Make sure you don’t overcomplicate things by keeping your variables and functions as simple as possible. You can always break things up into simpler bits if you need to. Simple is better! 

3. Not Breaking Things Up Into Smaller Chunks

One big mistake that developers make is not breaking their project into smaller chunks. You should think of your code as a house: you wouldn’t build a house without first figuring out how to do it in small pieces. The same thing goes for creating and testing your software: don’t try to build and test the whole thing at once! Break it up into manageable-sized chunks and then compile them together. This will help you find bugs before they become embedded in your code.

4. Forgetting About Security

We live in a day and age where cyber attacks and data breaches are at an all-time high. It’s extremely important that you include security measures in your software so you don’t get hacked. Here are some things you can do to ensure your software is secure: 

Add password protection

Use HTTPS protocol for any online access of information (to avoid Man In The Middle Attacks)
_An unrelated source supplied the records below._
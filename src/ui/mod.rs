/// UI widgets shared by the editor and viewer windows
///
/// - `card.rs` - one editable product card in the editor grid
/// - `gallery.rs` - the viewer's tabbed, read-only product sections

pub mod card;
pub mod gallery;

use iced::widget::image::Handle;
use tracing::debug;

use crate::media::payload::decode_data_url;
use crate::state::{ImageRef, ImageSource, Slot};

/// Build a displayable handle for a slot image
///
/// Remote URLs other than `file://` are not fetched; cards show a
/// placeholder for them.
pub fn image_handle(image: &ImageRef) -> Option<Handle> {
    match image.source() {
        ImageSource::None | ImageSource::Url(_) => None,
        ImageSource::Inline(url) => match decode_data_url(url) {
            Ok(bytes) => Some(Handle::from_bytes(bytes)),
            Err(e) => {
                debug!("Unreadable inline image: {}", e);
                None
            }
        },
        ImageSource::File(path) => Some(Handle::from_path(path)),
    }
}

/// Decoded image handles for each catalog position
///
/// Rebuilding a handle for an inline image means decoding its base64
/// payload, so handles are kept until the slot's image changes.
#[derive(Debug, Default)]
pub struct ThumbnailCache {
    entries: Vec<Option<(ImageRef, Handle)>>,
}

impl ThumbnailCache {
    pub fn new() -> Self {
        Self::default()
    }

    /// Bring the cache in line with the current slots
    pub fn refresh(&mut self, slots: &[Slot]) {
        self.entries.resize(slots.len(), None);

        for (entry, slot) in self.entries.iter_mut().zip(slots) {
            let current = matches!(entry, Some((image, _)) if *image == slot.image);
            if current {
                continue;
            }
            *entry = image_handle(&slot.image).map(|handle| (slot.image.clone(), handle));
        }
    }

    pub fn get(&self, index: usize) -> Option<&Handle> {
        self.entries
            .get(index)
            .and_then(|entry| entry.as_ref())
            .map(|(_, handle)| handle)
    }
}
Sanitize user input before using it in your code (a good idea is to escape characters and use RegEx whenever possible)…and always, ALWAYS test your website on a real browser to be sure there aren’t any vulnerabilities left unpatched.

5. Not Testing Your Software

Always test your software. When you write software, make sure you go through each possible outcome of it to make sure nothing goes wrong when you release it. Think about how users are going to use your software and account for that in the testing process. Remember, the best way to catch bugs is through thorough testing! 
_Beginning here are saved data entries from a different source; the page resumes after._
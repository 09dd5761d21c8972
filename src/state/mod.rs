/// State management module
///
/// This module handles all editor state, including:
/// - The fixed-capacity product catalog (catalog.rs)
/// - Shared data structures (data.rs)
/// - Debounced name edits waiting to be committed (pending.rs)

pub mod catalog;
pub mod data;
pub mod pending;

pub use catalog::Catalog;
pub use data::{Category, ImageRef, ImageSource, Rotation, Slot};
pub use pending::PendingEdits;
6. Writing Code That Isn’t Customizable

While having code that’s easy to read is important, you also want code that’s easy to use in different situations. If your code is hard-coded with specific/unpredictable values, then no one can modify or use it without breaking it for everyone else. Make sure your code is as flexible and customizable as possible. This will help you and other developers use and modify it later down the road.

7. Writing Dirty Code

This should be a given, but I’m going to say it anyway: keep your code clean! If you don’t, then you’re going to find yourself wasting time trying to fix bugs that were created by messy code. Make sure you follow this article on how to write clean code so you can improve your programming skills.
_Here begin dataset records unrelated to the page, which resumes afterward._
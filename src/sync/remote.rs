/// Remote catalog synchronization
///
/// The remote service is only reached through [`RemoteCatalog`]: upload an
/// image blob and get back a durable URL, read the whole catalog document,
/// or replace it. The document maps string positions ("0".."199") to
/// records; slots with neither a name nor an image are left out.

use serde::{Deserialize, Serialize};
use std::collections::BTreeMap;
use std::future::Future;
use tracing::{debug, info, warn};

use crate::error::Result;
use crate::media::payload::decode_data_url;
use crate::state::data::parse_category;
use crate::state::{Catalog, Category, ImageRef, Rotation, Slot};

/// One product as stored in the remote document
#[derive(Debug, Clone, PartialEq, Eq, Serialize, Deserialize)]
pub struct RemoteRecord {
    #[serde(default)]
    pub name: String,
    #[serde(default)]
    pub category: String,
    #[serde(default)]
    pub rotation: i64,
    #[serde(rename = "imageUrl", default)]
    pub image_url: String,
}

impl RemoteRecord {
    /// Normalize into the slot for position `index`
    pub fn to_slot(&self, index: usize) -> Slot {
        let mut slot = Slot::empty(index);
        slot.name = self.name.clone();
        slot.image = ImageRef::new(self.image_url.as_str());
        slot.category = parse_category(&self.category, index);
        slot.rotation = Rotation::from_degrees(self.rotation);
        slot
    }
}

/// Stored category label, `""` when unassigned
fn category_label(category: Option<Category>) -> String {
    category.map(|c| c.label().to_string()).unwrap_or_default()
}

/// The contract of the remote catalog service
pub trait RemoteCatalog {
    /// Store image bytes under `key` and return a durable URL for them
    fn upload_image(&self, bytes: Vec<u8>, key: String) -> impl Future<Output = Result<String>> + Send;

    /// Read the whole catalog document; empty when nothing was saved yet
    fn read_all(&self) -> impl Future<Output = Result<BTreeMap<String, RemoteRecord>>> + Send;

    /// Replace the whole catalog document
    fn write_all(&self, records: BTreeMap<String, RemoteRecord>) -> impl Future<Output = Result<()>> + Send;
}

/// Object key for the image of the slot at `index`
pub fn image_key(index: usize) -> String {
    format!("products/product_{}.jpg", index + 1)
}

/// An inline image replaced by a remote URL during a save
#[derive(Debug, Clone, PartialEq, Eq)]
pub struct Upload {
    pub index: usize,
    /// The inline payload that was uploaded
    pub inline: ImageRef,
    pub url: String,
}

/// Outcome of a successful remote save
#[derive(Debug, Clone, PartialEq, Eq, Default)]
pub struct SaveReport {
    /// Records written to the remote document
    pub written: usize,
    pub uploads: Vec<Upload>,
}

impl SaveReport {
    /// Point uploaded slots at their new URLs so the next save skips them
    ///
    /// Returns how many slots were updated; slots edited since the save
    /// started keep their new content.
    pub fn apply_to(&self, catalog: &mut Catalog) -> usize {
        self.uploads
            .iter()
            .filter(|upload| catalog.adopt_url(upload.index, &upload.inline, &upload.url))
            .count()
    }
}

/// Save a snapshot of the catalog's slots to the remote service
///
/// Inline images are uploaded first; if any upload fails the whole save
/// is aborted and the document is not written.
pub async fn save<R: RemoteCatalog>(remote: &R, slots: Vec<Slot>) -> Result<SaveReport> {
    let mut records = BTreeMap::new();
    let mut uploads = Vec::new();

    for (index, slot) in slots.into_iter().enumerate() {
        if slot.is_unset() {
            continue;
        }

        let image_url = if slot.image.is_inline() {
            let bytes = decode_data_url(slot.image.as_str())?;
            let url = remote.upload_image(bytes, image_key(index)).await?;
            debug!("Uploaded image for product {} -> {}", index + 1, url);
            uploads.push(Upload {
                index,
                inline: slot.image.clone(),
                url: url.clone(),
            });
            url
        } else {
            slot.image.as_str().to_string()
        };

        records.insert(
            index.to_string(),
            RemoteRecord {
                name: slot.name,
                category: category_label(slot.category),
                rotation: slot.rotation.degrees() as i64,
                image_url,
            },
        );
    }

    let written = records.len();
    remote.write_all(records).await?;
    info!("Saved {} products to remote catalog ({} new images)", written, uploads.len());

    Ok(SaveReport { written, uploads })
}

/// Fetch the remote document as `(position, slot)` pairs
///
/// Keys that are not positions inside the catalog are skipped.
pub async fn fetch<R: RemoteCatalog>(remote: &R, capacity: usize) -> Result<Vec<(usize, Slot)>> {
    let records = remote.read_all().await?;
    if records.is_empty() {
        info!("Remote catalog is empty, nothing to load");
    }

    let mut slots = Vec::with_capacity(records.len());
    for (key, record) in records {
        match key.parse::<usize>() {
            Ok(index) if index < capacity => slots.push((index, record.to_slot(index))),
            _ => warn!("Skipping remote record with key {:?}", key),
        }
    }
    Ok(slots)
}

/// Merge fetched slots into the catalog by position, returning how many applied
pub fn apply_fetched(catalog: &mut Catalog, fetched: Vec<(usize, Slot)>) -> usize {
    let count = fetched.len();
    for (index, slot) in fetched {
        catalog.set(index, slot);
    }
    count
}

/// Load the remote catalog into `catalog`
pub async fn load<R: RemoteCatalog>(remote: &R, catalog: &mut Catalog) -> Result<usize> {
    let fetched = fetch(remote, catalog.len()).await?;
    Ok(apply_fetched(catalog, fetched))
}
8. Not Allowing Others To Use Your Code

What good is writing flexible code if no one can use it? Make sure those who can benefit from using your software are allowed to use it. If you’re worried about them breaking your code by modifying it, then write your code so it’s as stable as possible and only use the bits of it that are necessary.

9. Not Using Organized IDEs Or Editors Instead

Lately, the rise of “test-driven development” has taken over the world of software development. As a result, most new projects are now using some sort of automated testing on their code. But where do you do these tests? You can run them on your computer or on a specialized testing tool like Selenium. Whatever you decide on, make sure you use an IDE (or editor of some sort) to help keep track of everything that needs to be tested.

And if you’re using a programming language like Python, you can even integrate code testing into the language itself. This will ensure that any bugs in your code aren’t overlooked and that you don’t miss any important steps when developing your next project!